Hoy casi nadie niega en teoría que todo hombre es "persona". Tiempo ha habido en el que se discutió sobre si la mujer lo era; o si los negros, indios y esclavos en general, tenían "alma". Se trataba de dilucidar -o de confundir, según los casos- la igualdad o desigualdad radical entre los seres humanos todos. Hoy, las expresiones "dignidad humana", "dignidad personal", "derechos humanos", están siendo muy empleadas, y esto es bueno.
Pero en la práctica a menudo se olvida, o se niega incluso, esa "igualdad" radical, en lo que atañe a derechos y deberes consiguientes. Es de lamentar que con mucha frecuencia no se usan tales términos desde una intensa valoración del ser personal, sino más bien como una lanzadera para reivindicar presuntas "mejoras" sociales, que no pocas veces resultan verdaderos atentados y lesiones al respeto debido a la persona. En la práctica se niega la igualdad de derechos - lo cual es tanto como negar la igualdad de "ser" o de "naturaleza" - a los seres humanos no nacidos, o nacidos con alguna deficiencia notable, o a los enfermos que suponen una carga para la familia o para la sociedad, a los deficientes mentales, etcétera. En los últimos lustros se extiende además la práctica de la manipulación genética en embriones humanos, como si fueran simples objetos, medios o instrumentos para beneficio de los (adultos) poderosos del momento o de la circunstancia.
Se ha dicho que "uno de los fenómenos más sobresalientes de nuestros días es la ambigua situación de la dignidad humana. Es, sin lugar a dudas, una de las nociones más invocadas. Sus excelencias son cantadas con acentos graves. Defenderla constituye el gran reto y la exigencia inaplazable de los sistemas políticos a la altura de nuestro tiempo. Vulnerarla supone, en fin, la expresión del mal radical, el indicio de una intolerable actitud profanadora del más íntimo e inviolable recinto personal. A la vez es una de las ideas más amenazadas. La degradación y el envilecimiento humano, síntomas claros de la crisis de la civilización contemporánea, están más generalizados en nuestros días que en cualquier otro periodo de la humanidad. Los atentados contra el hombre, realizados según se dice, en nombre de su dignidad, han adquirirdo un grado de crueldad y refinamiento difícil de imaginar en épocas pasadas. La banalización de la sexualidad es un fenómeno habitual. La violencia y la tortura, formas extremas ambas de atentar contra la persona y su dignidad, forman parte de la vida cotidiana.

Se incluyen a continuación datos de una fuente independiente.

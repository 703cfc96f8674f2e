//! Captcha dispatcher session
//!
//! One session per unlock attempt: picks a challenge, checks answers, runs
//! the countdown and reports success or failure exactly once.

use serde::Serialize;

use super::challenge::{Answer, CaptchaKind, Challenge, generate};
use crate::consts::{CAPTCHA_BASE_SECS, CAPTCHA_MAX_ATTEMPTS, CAPTCHA_SECS_PER_DIFFICULTY};
use crate::random::RandomSource;

/// Terminal outcome of a session
#[derive(Debug, Clone, Copy, PartialEq, Eq, Serialize)]
pub enum CaptchaEvent {
    Succeeded,
    Failed(FailReason),
}

#[derive(Debug, Clone, Copy, PartialEq, Eq, Serialize)]
pub enum FailReason {
    OutOfAttempts,
    TimedOut,
}

/// Countdown length for a difficulty: 30s - 5s per level
pub fn countdown_secs(difficulty: f32) -> u32 {
    (CAPTCHA_BASE_SECS - CAPTCHA_SECS_PER_DIFFICULTY * difficulty).max(0.0).round() as u32
}

#[derive(Debug, Clone, Serialize)]
pub struct CaptchaSession {
    pub difficulty: f32,
    pub kind: CaptchaKind,
    pub challenge: Challenge,
    /// Wrong answers so far
    pub attempts: u32,
    /// Whole seconds left, derived from the elapsed time
    pub time_left: u32,
    outcome: Option<CaptchaEvent>,
    /// Time spent on the current challenge (uncapped)
    #[serde(skip)]
    elapsed_ms: f64,
    #[serde(skip)]
    counting: bool,
}

impl CaptchaSession {
    /// Open a session with a fresh challenge; the countdown starts immediately
    pub fn new<R: RandomSource>(difficulty: f32, rng: &mut R) -> Self {
        let kind = CaptchaKind::choose(difficulty, rng);
        let session = Self {
            difficulty,
            kind,
            challenge: generate(kind, difficulty, rng),
            attempts: 0,
            time_left: countdown_secs(difficulty),
            outcome: None,
            elapsed_ms: 0.0,
            counting: true,
        };
        log::debug!("Captcha opened: {:?} at difficulty {:.1}", session.kind, difficulty);
        session
    }

    pub fn outcome(&self) -> Option<CaptchaEvent> {
        self.outcome
    }

    pub fn is_finished(&self) -> bool {
        self.outcome.is_some()
    }

    pub fn is_counting(&self) -> bool {
        self.counting
    }

    /// Countdown length in milliseconds
    pub fn deadline_ms(&self) -> f64 {
        f64::from(countdown_secs(self.difficulty)) * 1000.0
    }

    pub fn attempts_left(&self) -> u32 {
        CAPTCHA_MAX_ATTEMPTS.saturating_sub(self.attempts)
    }

    /// Swap in a new challenge (also what the refresh button does)
    ///
    /// Attempts carry over; the countdown restarts.
    pub fn regenerate<R: RandomSource>(&mut self, rng: &mut R) {
        if self.is_finished() {
            return;
        }
        self.kind = CaptchaKind::choose(self.difficulty, rng);
        self.challenge = generate(self.kind, self.difficulty, rng);
        self.time_left = countdown_secs(self.difficulty);
        self.elapsed_ms = 0.0;
        log::debug!("Captcha regenerated: {:?}", self.kind);
    }

    /// Check an answer; wrong answers below the limit get a new challenge
    pub fn submit<R: RandomSource>(&mut self, answer: &Answer, rng: &mut R) -> Option<CaptchaEvent> {
        if self.is_finished() {
            return None;
        }
        if self.challenge.accepts(answer) {
            return self.finish(CaptchaEvent::Succeeded);
        }

        self.attempts += 1;
        if self.attempts >= CAPTCHA_MAX_ATTEMPTS {
            return self.finish(CaptchaEvent::Failed(FailReason::OutOfAttempts));
        }
        self.regenerate(rng);
        None
    }

    /// Advance the countdown
    pub fn tick(&mut self, dt_ms: f64) -> Option<CaptchaEvent> {
        if self.is_finished() || !self.counting || dt_ms <= 0.0 {
            return None;
        }
        self.elapsed_ms += dt_ms;
        let whole_secs = (self.elapsed_ms / 1000.0).floor() as u32;
        self.time_left = countdown_secs(self.difficulty).saturating_sub(whole_secs);
        if self.elapsed_ms >= self.deadline_ms() {
            self.time_left = 0;
            return self.finish(CaptchaEvent::Failed(FailReason::TimedOut));
        }
        None
    }

    /// Tear down without an outcome (overlay dismissed)
    pub fn close(&mut self) {
        self.counting = false;
    }

    fn finish(&mut self, event: CaptchaEvent) -> Option<CaptchaEvent> {
        self.outcome = Some(event);
        self.counting = false;
        log::debug!("Captcha finished: {:?} after {} wrong answers", event, self.attempts);
        Some(event)
    }
}

#[cfg(test)]
mod tests {
    use super::*;
    use crate::random::{ScriptedRandom, seeded};

    fn wrong() -> Answer {
        // Wrong for every kind except the emotion grid, which wants cells
        Answer::text("definitely wrong")
    }

    #[test]
    fn test_countdown_by_difficulty() {
        assert_eq!(countdown_secs(1.0), 25);
        assert_eq!(countdown_secs(3.0), 15);
        assert_eq!(countdown_secs(1.2), 24);
        assert_eq!(countdown_secs(7.0), 0);
    }

    #[test]
    fn test_correct_answer_succeeds_once() {
        // 0.0 picks distorted text "Wq7Kp2"
        let mut rng = ScriptedRandom::constant(0.0);
        let mut session = CaptchaSession::new(1.0, &mut rng);
        assert_eq!(session.kind, CaptchaKind::DistortedText);
        assert_eq!(session.submit(&Answer::text("wq7kp2"), &mut rng), Some(CaptchaEvent::Succeeded));
        assert_eq!(session.submit(&Answer::text("wq7kp2"), &mut rng), None);
        assert_eq!(session.tick(60_000.0), None);
    }

    #[test]
    fn test_three_wrong_answers_fail_once() {
        let mut rng = seeded(77);
        let mut session = CaptchaSession::new(1.0, &mut rng);
        let mut events = Vec::new();
        for _ in 0..3 {
            if let Some(e) = session.submit(&wrong(), &mut rng) {
                events.push(e);
            }
        }
        assert_eq!(events, vec![CaptchaEvent::Failed(FailReason::OutOfAttempts)]);

        // No further challenge after the terminal outcome
        let before = session.challenge.clone();
        assert_eq!(session.submit(&wrong(), &mut rng), None);
        session.regenerate(&mut rng);
        assert_eq!(session.challenge, before);
        assert_eq!(session.attempts, 3);
    }

    #[test]
    fn test_wrong_answer_regenerates_and_restarts_countdown() {
        let mut rng = ScriptedRandom::constant(0.0);
        let mut session = CaptchaSession::new(1.0, &mut rng);
        session.tick(8_000.0);
        assert_eq!(session.time_left, 17);
        assert_eq!(session.submit(&wrong(), &mut rng), None);
        assert_eq!(session.attempts, 1);
        assert_eq!(session.attempts_left(), 2);
        assert_eq!(session.time_left, 25);
    }

    #[test]
    fn test_single_long_tick_past_deadline_fails() {
        let mut rng = ScriptedRandom::constant(0.0);
        let mut session = CaptchaSession::new(1.0, &mut rng);
        assert_eq!(session.tick(30_000.0), Some(CaptchaEvent::Failed(FailReason::TimedOut)));
        assert_eq!(session.time_left, 0);
        assert!(!session.is_counting());
    }

    #[test]
    fn test_closed_session_stops_counting() {
        let mut rng = ScriptedRandom::constant(0.0);
        let mut session = CaptchaSession::new(1.0, &mut rng);
        session.tick(3_000.0);
        session.close();
        assert_eq!(session.tick(60_000.0), None);
        assert_eq!(session.time_left, 22);
        assert_eq!(session.outcome(), None);
    }

    #[test]
    fn test_countdown_expiry_fails() {
        let mut rng = ScriptedRandom::constant(0.0);
        let mut session = CaptchaSession::new(3.0, &mut rng);
        let mut events = Vec::new();
        for _ in 0..200 {
            if let Some(e) = session.tick(100.0) {
                events.push(e);
            }
        }
        assert_eq!(events, vec![CaptchaEvent::Failed(FailReason::TimedOut)]);
        assert_eq!(session.time_left, 0);
    }
}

«Todo ello ha hecho del presente una época de hastío hacia el hombre, que es considerado como mono desnudo, rata pérfida y perturbador de la naturaleza. La literatura contemporánea contiene numerosos testimonios de esa situación equívoca. Junto con el elogio encendido de la dignidad, se describe al hombre -sin reparar en la contradicción entre ambas cosas-, como ser aislado de los demás por abismos tan hondos que ni siquiera la buena voluntad puede franquear. La extrema inaccesibilidad del otro, la imposibilidad de entenderse con él de forma duradera, de atender a los requerimientos de su dignidad, no se ha percibido nunca tan dolorosamente como en nuestro siglo. "Vivir significa estar solo, -dice Hermann Hesse-, nadie conoce al otro, todos estamos huérfanos". Entre los hombres parece levantarse un muro que les impide acercarse y tratarse de acuerdo con las exigencias de su valor incomparable. Con estas desgarradoras palabras lo ha expresado Albert Camus: "nos miramos y no nos vemos, estamos cerca y no podemos aproximarnos"» (J.L. del Barco, Bioética. Consideraciones filosófico-teológicas sobre un tema actual, Rialp, Madrid 1992, prólogo, pág. 11-13).
Esta dolorosa realidad ha de tener una causa. Lo patológico no es originario. Y todo coincide con un desaforado anhelo de emancipación por parte del hombre. Borracho de mayoría de edad no ha caído en la cuenta de que se halla, en muchos aspectos, todavía en la inmadurez de la adolescencia; que no está en condiciones de entender el agustiniano ama y haz lo quieras, porque ha adulterado la noción misma de amor. La ha invertido hasta el punto de centrarlo en el yo en lugar de hacerlo en el tú. El verdadero sentido del amor está en el otro, no en mí. Amor es lo que me convierte en yo para el otro. Amar según el decir de los clásicos es, en cierto sentido, "descentrarse"; dicho de modo positivo: centrarse en otro que da sentido a mi vivir.
Y aunque no pienso que la dignidad de la persona no pueda percibirse al margen de la fe cristiana, es un hecho que la pérdida del sentido de esa dignidad coincide con la pérdida del sentido cristiano de la vida y del amor, con la negación teórica o práctica de Dios creador.